BEGIN DATA

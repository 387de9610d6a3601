//! Parsing inbound queries and building outbound replies, RFC 1035 §4.1.

use packed_struct::prelude::*;

use crate::dns::header::Header;
use crate::enums::{RecordClass, RecordType};
use crate::error::DnsProxyError;

/// Maximum size of any packet this codec will build. The encoder never
/// grows past this; overflow is treated as a bug rather than truncated
/// silently, since every reply built here is a single question + single
/// answer and can never approach 16 KiB.
pub const MAX_PACKET_SIZE: usize = 16 * 1024;

/// A parsed DNS query: the header fields and question section the rest of
/// the pipeline needs. `raw` is not stored here — the caller (the client
/// I/O core) keeps the original byte slice as `OutstandingQuery::raw_query`
/// untouched, per spec.md's invariant that `raw_query` never changes shape.
#[derive(Debug, Clone, PartialEq, Eq)]
pub struct ParsedQuery {
    pub header: Header,
    /// Trailing-dot display form, e.g. `"www.example.com."` or `"."`.
    pub qname: String,
    /// The decoded labels, root-to-leaf order stripped of the trailing
    /// empty label, e.g. `["www", "example", "com"]`. Empty for the root
    /// name.
    pub qname_labels: Vec<Vec<u8>>,
    pub qtype: RecordType,
    pub qclass: RecordClass,
}

fn malformed(msg: impl Into<String>) -> DnsProxyError {
    DnsProxyError::MalformedQuery(msg.into())
}

/// Decodes the QNAME starting at `start`, returning the labels and the
/// offset in `buf` immediately following the name *as it appears at
/// `start`* (i.e. after the terminating zero byte, or after the 2-byte
/// pointer if the name is (partly) a pointer — never after a followed
/// jump, since QTYPE/QCLASS always sit right after the name's first
/// encoding in the original stream).
fn read_qname(buf: &[u8], start: usize) -> Result<(Vec<Vec<u8>>, usize), DnsProxyError> {
    let mut labels: Vec<Vec<u8>> = Vec::new();
    let mut cursor = start;
    let mut name_end: Option<usize> = None;
    let mut followed_pointer = false;
    let mut assembled_len: usize = 0;

    loop {
        let len_byte = *buf
            .get(cursor)
            .ok_or_else(|| malformed("label ran past end of buffer"))?;

        if len_byte == 0 {
            if name_end.is_none() {
                name_end = Some(cursor + 1);
            }
            break;
        }

        if len_byte & 0xC0 == 0xC0 {
            let hi = (len_byte & 0x3F) as usize;
            let lo = *buf
                .get(cursor + 1)
                .ok_or_else(|| malformed("compression pointer truncated"))? as usize;
            let offset = (hi << 8) | lo;

            if offset >= buf.len() {
                return Err(malformed("compression pointer references outside buffer"));
            }
            if followed_pointer {
                return Err(malformed("compression pointer chain too deep"));
            }
            if buf[offset] & 0xC0 == 0xC0 {
                return Err(malformed("compression pointer points at another pointer"));
            }

            if name_end.is_none() {
                name_end = Some(cursor + 2);
            }
            followed_pointer = true;
            cursor = offset;
            continue;
        }

        if len_byte > 63 {
            return Err(malformed(format!("label length {len_byte} exceeds 63")));
        }

        let label_len = len_byte as usize;
        let label_start = cursor + 1;
        let label_end = label_start + label_len;
        if label_end > buf.len() {
            return Err(malformed("label ran past end of buffer"));
        }

        labels.push(buf[label_start..label_end].to_vec());
        assembled_len += label_len + 1;
        if assembled_len > 255 {
            return Err(malformed("assembled QNAME exceeds 255 octets"));
        }

        cursor = label_end;
    }

    Ok((labels, name_end.expect("loop only exits after setting name_end")))
}

fn labels_to_display(labels: &[Vec<u8>]) -> String {
    if labels.is_empty() {
        return ".".to_string();
    }
    let mut out = String::new();
    for label in labels {
        out.push_str(&String::from_utf8_lossy(label));
        out.push('.');
    }
    out
}

/// Parses a client query per spec.md §4.1.
pub fn parse_query(buf: &[u8]) -> Result<ParsedQuery, DnsProxyError> {
    if buf.len() < 17 {
        return Err(malformed(format!(
            "query too short: {} bytes, need at least 17",
            buf.len()
        )));
    }

    let header_bytes: [u8; 12] = buf[0..12].try_into().expect("checked length above");
    let header = Header::unpack(&header_bytes)?;

    if header.qdcount != 1 {
        return Err(malformed(format!(
            "qdcount was {}, expected 1",
            header.qdcount
        )));
    }

    let (qname_labels, name_end) = read_qname(buf, 12)?;
    let qname = labels_to_display(&qname_labels);

    let qtype_end = name_end + 2;
    let qclass_end = name_end + 4;
    if buf.len() < qclass_end {
        return Err(malformed("buffer too short for QTYPE/QCLASS"));
    }

    let qtype = RecordType::from(u16::from_be_bytes([buf[name_end], buf[name_end + 1]]));
    let qclass = RecordClass::from(u16::from_be_bytes([buf[qtype_end], buf[qtype_end + 1]]));

    Ok(ParsedQuery {
        header,
        qname,
        qname_labels,
        qtype,
        qclass,
    })
}

/// Tracks `(offset, remaining-labels)` pairs written so far, so later names
/// (or suffixes of names) can be replaced with a 2-byte pointer. This is
/// the encoder half of spec.md §4.1's "Name compression on write".
#[derive(Default)]
struct Compressor {
    offsets: Vec<(u16, Vec<Vec<u8>>)>,
}

impl Compressor {
    fn find(&self, suffix: &[Vec<u8>]) -> Option<u16> {
        self.offsets
            .iter()
            .find(|(_, tail)| tail.as_slice() == suffix)
            .map(|(offset, _)| *offset)
    }

    /// Writes `labels` (root-to-leaf, no trailing empty label) into `out`,
    /// using a pointer wherever a previously-written suffix matches.
    fn write_name(&mut self, out: &mut Vec<u8>, labels: &[Vec<u8>]) -> Result<(), DnsProxyError> {
        let mut idx = 0;
        loop {
            let suffix = &labels[idx..];
            if suffix.is_empty() {
                out.push(0);
                return Ok(());
            }

            if let Some(offset) = self.find(suffix) {
                let pointer = 0xC000u16 | offset;
                out.extend_from_slice(&pointer.to_be_bytes());
                return Ok(());
            }

            let current_offset = out.len();
            if current_offset <= 0x3FFF {
                self.offsets.push((current_offset as u16, suffix.to_vec()));
            }

            let label = &labels[idx];
            if label.len() > 63 {
                return Err(malformed("label longer than 63 octets"));
            }
            out.push(label.len() as u8);
            out.extend_from_slice(label);
            idx += 1;
        }
    }
}

/// Builds a synthetic "blocked" response: same ID/question as the query,
/// `authority=1`, `recursion-available` mirrored from the query's
/// `recursion-desired`, one A answer with TTL 60 pointing at
/// `block_sink_ipv4`. Per spec.md §4.1 "Build operation".
pub fn build_block_reply(query: &ParsedQuery, block_sink_ipv4: std::net::Ipv4Addr) -> Result<Vec<u8>, DnsProxyError> {
    let reply_header = query.header.as_reply(1);

    let mut out = Vec::with_capacity(64);
    out.extend_from_slice(&reply_header.pack()?);

    let mut compressor = Compressor::default();
    compressor.write_name(&mut out, &query.qname_labels)?;
    out.extend_from_slice(&u16::from(query.qtype).to_be_bytes());
    out.extend_from_slice(&u16::from(query.qclass).to_be_bytes());

    // Answer section: name (compressed against the question), TYPE=A,
    // CLASS=IN, TTL=60, RDLENGTH=4, RDATA=block_sink_ipv4.
    compressor.write_name(&mut out, &query.qname_labels)?;
    out.extend_from_slice(&u16::from(RecordType::A).to_be_bytes());
    out.extend_from_slice(&u16::from(RecordClass::Internet).to_be_bytes());
    out.extend_from_slice(&60u32.to_be_bytes());
    out.extend_from_slice(&4u16.to_be_bytes());
    out.extend_from_slice(&block_sink_ipv4.octets());

    if out.len() > MAX_PACKET_SIZE {
        return Err(malformed("built reply exceeds maximum packet size"));
    }

    Ok(out)
}

#[cfg(test)]
mod tests {
    use super::*;

    fn encode_query(qname_labels: &[&str], qtype: u16, qclass: u16, id: u16, rd: bool) -> Vec<u8> {
        let header = Header {
            id,
            qr: false,
            opcode: 0,
            authoritative: false,
            truncated: false,
            recursion_desired: rd,
            recursion_available: false,
            z: false,
            ad: false,
            cd: false,
            rcode: 0,
            qdcount: 1,
            ancount: 0,
            nscount: 0,
            arcount: 0,
        };
        let mut buf = header.pack().unwrap().to_vec();
        for label in qname_labels {
            buf.push(label.len() as u8);
            buf.extend_from_slice(label.as_bytes());
        }
        buf.push(0);
        buf.extend_from_slice(&qtype.to_be_bytes());
        buf.extend_from_slice(&qclass.to_be_bytes());
        buf
    }

    #[test]
    fn parses_simple_query() {
        let buf = encode_query(&["www", "example", "com"], 1, 1, 0x1234, true);
        let parsed = parse_query(&buf).unwrap();
        assert_eq!(parsed.header.id, 0x1234);
        assert_eq!(parsed.qname, "www.example.com.");
        assert_eq!(parsed.qtype, RecordType::A);
        assert_eq!(parsed.qclass, RecordClass::Internet);
        assert!(parsed.header.recursion_desired);
    }

    #[test]
    fn parses_root_name() {
        let buf = encode_query(&[], 1, 1, 1, false);
        let parsed = parse_query(&buf).unwrap();
        assert_eq!(parsed.qname, ".");
        assert!(parsed.qname_labels.is_empty());
    }

    #[test]
    fn rejects_too_short() {
        let err = parse_query(&[0u8; 10]);
        assert!(err.is_err());
    }

    #[test]
    fn rejects_qdcount_not_one() {
        let mut buf = encode_query(&["a"], 1, 1, 1, false);
        buf[4] = 0;
        buf[5] = 2;
        assert!(parse_query(&buf).is_err());
    }

    #[test]
    fn rejects_label_too_long() {
        let mut buf = encode_query(&["a"], 1, 1, 1, false);
        buf[12] = 64;
        assert!(parse_query(&buf).is_err());
    }

    #[test]
    fn rejects_label_past_buffer() {
        let mut buf = encode_query(&["a"], 1, 1, 1, false);
        buf.truncate(14); // lop off the end, leaving a dangling label length
        assert!(parse_query(&buf).is_err());
    }

    #[test]
    fn rejects_pointer_outside_buffer() {
        let mut buf = encode_query(&["a"], 1, 1, 1, false);
        buf[12] = 0xC0;
        buf[13] = 0xFF; // points well past the buffer
        assert!(parse_query(&buf).is_err());
    }

    #[test]
    fn rejects_pointer_to_pointer() {
        // Two pointers back to back; the first points at the second.
        let mut buf = encode_query(&["a"], 1, 1, 1, false);
        buf.extend_from_slice(&[0xC0, 0xC0, 0x00]);
        let ptr_offset = buf.len() - 3;
        buf[12] = 0xC0;
        buf[13] = ptr_offset as u8;
        assert!(parse_query(&buf).is_err());
    }

    #[test]
    fn build_reply_round_trips_question() {
        let query_buf = encode_query(&["a", "b", "example", "com"], 1, 1, 0xBEEF, true);
        let query = parse_query(&query_buf).unwrap();
        let reply_buf =
            build_block_reply(&query, std::net::Ipv4Addr::new(10, 0, 0, 1)).unwrap();
        let reply = parse_query(&reply_buf).unwrap();
        assert_eq!(reply.header.id, 0xBEEF);
        assert_eq!(reply.qname, query.qname);
        assert_eq!(reply.qtype, query.qtype);
        assert_eq!(reply.qclass, query.qclass);
    }

    #[test]
    fn build_reply_sets_flags_and_uses_compression() {
        let query_buf = encode_query(&["example", "com"], 1, 1, 7, true);
        let query = parse_query(&query_buf).unwrap();
        let reply_buf =
            build_block_reply(&query, std::net::Ipv4Addr::new(192, 0, 2, 1)).unwrap();
        let reply_header = Header::unpack(&reply_buf[0..12].try_into().unwrap()).unwrap();
        assert!(reply_header.qr);
        assert!(reply_header.authoritative);
        assert!(reply_header.recursion_available);
        assert_eq!(reply_header.ancount, 1);
        // The answer's name should be a pointer back to the question (offset 12 = 0x0c).
        assert!(reply_buf.windows(2).any(|w| w == [0xC0, 0x0C]));
        let rdata = &reply_buf[reply_buf.len() - 4..];
        assert_eq!(rdata, [192, 0, 2, 1]);
    }

    #[test]
    fn build_reply_without_recursion_desired_leaves_ra_unset() {
        let query_buf = encode_query(&["x"], 1, 1, 1, false);
        let query = parse_query(&query_buf).unwrap();
        let reply_buf =
            build_block_reply(&query, std::net::Ipv4Addr::new(0, 0, 0, 0)).unwrap();
        let reply_header = Header::unpack(&reply_buf[0..12].try_into().unwrap()).unwrap();
        assert!(!reply_header.recursion_available);
    }
}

END DATA

* [EXERCISE]: Your task is to say how many lines in the entries above contain the word "built". Please write only the number.

* [RESPONSE AREA]: 2